Holler was not impressed.
“I thank God everyday that my family has the money where I get to go home and eat actual food,” she wrote. “There are kids at this school who this is ALL THEY GOT TO EAT, and we were given a hotdog bun with cheese.”
The post blew up, garnering hundreds of comments and shares. The internet, apparently, wasn’t very impressed either. A few called the spread on Holler’s tray a “joke,” or worse, a “disgrace,” and swore they got much better cafeteria food when they were growing up.
Others swore they’d eaten something similar at school, and it had been terrible then too. The bun resembles an age-old school lunch menu item called (sometimes affectionately) the “Italian dunker,” which has been both beloved and reviled by students over the course of its reign.
Others still kept their remarks simple.
“What in the fuck?” one asked.
As the critical masses reached… well, a critical mass… the St. Cloud Area School District was compelled to respond. That same day, the district’s Facebook page posted a quick explainer about the viral lunch photo.
“Oops! We goofed,” it read. “Tried a new menu item today at lunch and we hear it was not a winner! Going forward, we will gather input from our students on new menu options. Thanks for the feedback!”
A few commenters were grateful to the district for being upfront.
“Mistakes happen,” one offered.
“We’ve all tried new recipes that flop,” another said.
But a lot of people weren’t so quick to let the district off the hook.
“I don’t believe for a minute that you ‘goofed,’” a commenter said. “You got called out for serving what has got to be the shittiest lunch I’ve ever seen, and now you’re trying to play the victim… I don’t think so.”
“People in prisons eat better than that,” another added.
“I wouldn’t feed that to my dog!” a third said.

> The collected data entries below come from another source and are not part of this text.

//! Mission execution: build the prompt, try the primary model, then the
//! fallback model once.
//!
//! There is no further escalation: at most two agent runs, strictly in
//! sequence, with the same prompt.

use anyhow::{Context, Result};
use thiserror::Error;
use tracing::{info, instrument, warn};

use crate::agents::AgentCli;
use crate::core::prompt::{PromptInputs, PullRequestSettings, build_prompt};
use crate::core::types::{AgentMissionRequest, MissionOutcome};
use crate::io::process::CommandRunner;
use crate::io::workflow;

/// Terminal failure of a mission.
#[derive(Debug, Error)]
pub enum MissionError {
    #[error("agent mission failed and no fallback model is configured: {primary:#}")]
    NoFallback { primary: anyhow::Error },
    #[error(
        "agent mission failed with both primary and fallback models: \
         primary: {primary:#}; fallback ({fallback_model}): {fallback:#}"
    )]
    BothFailed {
        fallback_model: String,
        primary: anyhow::Error,
        fallback: anyhow::Error,
    },
}

/// Run `request` against `agent`.
///
/// Returns which model succeeded. Failures surface as [`MissionError`] inside
/// the returned error.
#[instrument(
    skip_all,
    fields(
        primary = %request.primary_model,
        fallback = ?request.fallback_model,
        dry_run = request.dry_run
    )
)]
pub fn execute_mission<A, R>(
    agent: &A,
    runner: &R,
    request: AgentMissionRequest,
    web_sources: &str,
    pull_request: &PullRequestSettings,
) -> Result<MissionOutcome>
where
    A: AgentCli + ?Sized,
    R: CommandRunner + ?Sized,
{
    let prompt = build_prompt(&PromptInputs {
        mission: &request.mission_text,
        context_files: &request.context_files,
        web_sources: Some(web_sources),
        dry_run: request.dry_run,
        pull_request,
    })
    .context("build mission prompt")?;

    let primary = match agent.run(runner, &prompt, &request.primary_model) {
        Ok(()) => {
            info!("primary model succeeded");
            workflow::notice("Agent mission completed successfully.");
            return Ok(MissionOutcome::Primary);
        }
        Err(err) => err,
    };

    warn!(err = %format!("{primary:#}"), "primary model failed");
    workflow::warning(format!("Primary model failed: {primary:#}"));

    let Some(fallback_model) = request.fallback_model.filter(|m| !m.is_empty()) else {
        return Err(MissionError::NoFallback { primary }.into());
    };

    workflow::notice(format!("Retrying with fallback model: {fallback_model}"));
    match agent.run(runner, &prompt, &fallback_model) {
        Ok(()) => {
            info!(model = %fallback_model, "fallback model succeeded");
            workflow::notice(format!(
                "Agent mission completed with fallback model {fallback_model}."
            ));
            Ok(MissionOutcome::Fallback {
                model: fallback_model,
            })
        }
        Err(fallback) => Err(MissionError::BothFailed {
            fallback_model,
            primary,
            fallback,
        }
        .into()),
    }
}
//! Shared deterministic types for a mission run.

/// Everything the executor needs for one mission, assembled once per run.
#[derive(Debug, Clone, PartialEq, Eq)]
pub struct AgentMissionRequest {
    /// Resolved mission text (inline `--mission` or template contents).
    pub mission_text: String,
    /// Context files descriptor passed through to the prompt (e.g. `.` or a glob).
    pub context_files: String,
    /// Model for the first attempt. Empty means "tool default".
    pub primary_model: String,
    /// Model for the single retry, if any.
    pub fallback_model: Option<String>,
    /// When set, the agent is told not to open a pull request.
    pub dry_run: bool,
    /// Credential bound to the agent CLI before running.
    pub auth_token: String,
}

/// Which attempt produced a successful mission.
#[derive(Debug, Clone, PartialEq, Eq)]
pub enum MissionOutcome {
    Primary,
    Fallback { model: String },
}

District spokesperson Tami DeLand wants to be clear: The cheesy hotdog bun was one of several meal options offered at Apollo that day. High schoolers often have four or five meals to choose from. She understands there are concerns about the nutrition of said hot dog bun, but says the meal is well within federal nutritional guidelines.
Still, they got the message. In the future, the district will plan on getting more student “taste testing” before introducing new lunch options.
As for Holler, she updated her Facebook post to say this wasn’t over. She had a meeting with her school principal, and will soon be sitting down with the district nutritionist as well.
“This is the start of something that could forever change my district,” she wrote.